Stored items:

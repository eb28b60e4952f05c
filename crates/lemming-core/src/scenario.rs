//! Scenario fixtures on disk.
//!
//! ```text
//! <data>/<name>/domain.pddl    required
//! <data>/<name>/problem.pddl   required
//! <data>/<name>/plans.json     optional, `[Plan]` or `{"plans": [Plan]}`
//! <data>/<name>/prompt.json    optional, PromptConfig or `[Translation]`
//! ```
//!
//! Optional files that are missing or broken degrade to empty with a warning.

use std::io::ErrorKind;
use std::path::{Component, Path, PathBuf};

use serde::Deserialize;
use tracing::{debug, info, warn};

use crate::error::{LemmingError, Result};
use crate::fingerprint::hash_plans;
use crate::ltl::PromptConfig;
use crate::types::{LemmingTask, Plan, PlanningTask};

pub const DOMAIN_FILE: &str = "domain.pddl";
pub const PROBLEM_FILE: &str = "problem.pddl";
pub const PLANS_FILE: &str = "plans.json";
pub const PROMPT_FILE: &str = "prompt.json";

#[derive(Deserialize)]
#[serde(untagged)]
enum PlansFile {
    List(Vec<Plan>),
    Wrapped { plans: Vec<Plan> },
}

/// Read-only view of the scenario data directory.
#[derive(Debug, Clone)]
pub struct ScenarioStore {
    root: PathBuf,
}

impl ScenarioStore {
    pub fn new(root: impl Into<PathBuf>) -> Self {
        Self { root: root.into() }
    }

    pub fn root(&self) -> &Path {
        &self.root
    }

    /// Names of the sub-directories that carry a domain file, sorted.
    pub fn list(&self) -> Result<Vec<String>> {
        let mut names: Vec<String> = std::fs::read_dir(&self.root)?
            .filter_map(|e| e.ok())
            .filter(|e| e.path().join(DOMAIN_FILE).is_file())
            .filter_map(|e| e.file_name().to_str().map(str::to_string))
            .collect();
        names.sort();
        debug!(count = names.len(), root = %self.root.display(), "listed scenarios");
        Ok(names)
    }

    /// Domain, problem, stored plans and prompts of one scenario.
    pub fn load(&self, name: &str) -> Result<LemmingTask> {
        let dir = self.scenario_dir(name)?;
        let domain = read_required(&dir.join(DOMAIN_FILE))?;
        let problem = read_required(&dir.join(PROBLEM_FILE))?;
        let plans = load_plans(&dir.join(PLANS_FILE));
        let nl_prompts = load_prompt(&dir.join(PROMPT_FILE))
            .map(|p| p.examples)
            .unwrap_or_default();
        info!(
            scenario = name,
            plans = plans.len(),
            prompts = nl_prompts.len(),
            "loaded scenario"
        );
        Ok(LemmingTask {
            planning_task: PlanningTask::new(domain, problem),
            plans,
            nl_prompts,
        })
    }

    /// The scenario's prompt configuration, or the default prompt when it
    /// has none.
    pub fn prompt_config(&self, name: &str) -> Result<PromptConfig> {
        let dir = self.scenario_dir(name)?;
        Ok(load_prompt(&dir.join(PROMPT_FILE)).unwrap_or_default())
    }

    /// Resolve a client-supplied relative path; it must exist and stay
    /// inside the data directory.
    pub fn resolve_path(&self, relative: &str) -> Result<PathBuf> {
        let candidate = Path::new(relative.trim());
        if relative.trim().is_empty() || candidate.is_absolute() {
            return Err(LemmingError::InvalidInput(format!(
                "`{}` is not a relative data path",
                relative
            )));
        }
        let root = self.root.canonicalize()?;
        let resolved = root.join(candidate).canonicalize().map_err(|e| match e.kind() {
            ErrorKind::NotFound => LemmingError::NotFound(relative.to_string()),
            _ => LemmingError::Io(e),
        })?;
        if !resolved.starts_with(&root) {
            return Err(LemmingError::InvalidInput(format!(
                "`{}` escapes the data directory",
                relative
            )));
        }
        Ok(resolved)
    }

    /// Read a domain/problem pair given as data-relative paths.
    pub fn read_task(&self, domain: &str, problem: &str) -> Result<PlanningTask> {
        let domain = read_required(&self.resolve_path(domain)?)?;
        let problem = read_required(&self.resolve_path(problem)?)?;
        Ok(PlanningTask::new(domain, problem))
    }

    fn scenario_dir(&self, name: &str) -> Result<PathBuf> {
        let mut components = Path::new(name).components();
        let legal = !name.trim().is_empty()
            && !name.starts_with('.')
            && !name.contains(['/', '\\', '\0'])
            && matches!(components.next(), Some(Component::Normal(_)))
            && components.next().is_none();
        if !legal {
            return Err(LemmingError::InvalidInput(format!(
                "illegal scenario name `{}`",
                name
            )));
        }
        Ok(self.root.join(name))
    }
}

fn read_required(path: &Path) -> Result<String> {
    std::fs::read_to_string(path).map_err(|e| match e.kind() {
        ErrorKind::NotFound => LemmingError::NotFound(path.display().to_string()),
        _ => LemmingError::Io(e),
    })
}

fn load_plans(path: &Path) -> Vec<Plan> {
    let text = match std::fs::read_to_string(path) {
        Ok(text) => text,
        Err(e) => {
            warn!(path = %path.display(), error = %e, "no stored plans");
            return Vec::new();
        }
    };
    match serde_json::from_str::<PlansFile>(&text) {
        Ok(PlansFile::List(plans)) | Ok(PlansFile::Wrapped { plans }) => hash_plans(plans),
        Err(e) => {
            warn!(path = %path.display(), error = %e, "ignoring unreadable plans file");
            Vec::new()
        }
    }
}

fn load_prompt(path: &Path) -> Option<PromptConfig> {
    match PromptConfig::load(path) {
        Ok(config) => Some(config),
        Err(e) => {
            warn!(path = %path.display(), error = %e, "no usable prompt config");
            None
        }
    }
}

▶ **Aim of the task**
I'd like an exact copy of the lines above, from the very first one through the line that contains "pub fn new(root: impl", with nothing else added.

▶ **Result for this task**
repository eb28b60e4952f05c
filename crates/lemming-core/src/scenario.rs
//! Scenario fixtures on disk.
//!
//! ```text
//! <data>/<name>/domain.pddl    required
//! <data>/<name>/problem.pddl   required
//! <data>/<name>/plans.json     optional, `[Plan]` or `{"plans": [Plan]}`
//! <data>/<name>/prompt.json    optional, PromptConfig or `[Translation]`
//! ```
//!
//! Optional files that are missing or broken degrade to empty with a warning.

use std::io::ErrorKind;
use std::path::{Component, Path, PathBuf};

use serde::Deserialize;
use tracing::{debug, info, warn};

use crate::error::{LemmingError, Result};
use crate::fingerprint::hash_plans;
use crate::ltl::PromptConfig;
use crate::types::{LemmingTask, Plan, PlanningTask};

pub const DOMAIN_FILE: &str = "domain.pddl";
pub const PROBLEM_FILE: &str = "problem.pddl";
pub const PLANS_FILE: &str = "plans.json";
pub const PROMPT_FILE: &str = "prompt.json";

#[derive(Deserialize)]
#[serde(untagged)]
enum PlansFile {
    List(Vec<Plan>),
    Wrapped { plans: Vec<Plan> },
}

/// Read-only view of the scenario data directory.
#[derive(Debug, Clone)]
pub struct ScenarioStore {
    root: PathBuf,
}

impl ScenarioStore {
    pub fn new(root: impl Into<PathBuf>) -> Self {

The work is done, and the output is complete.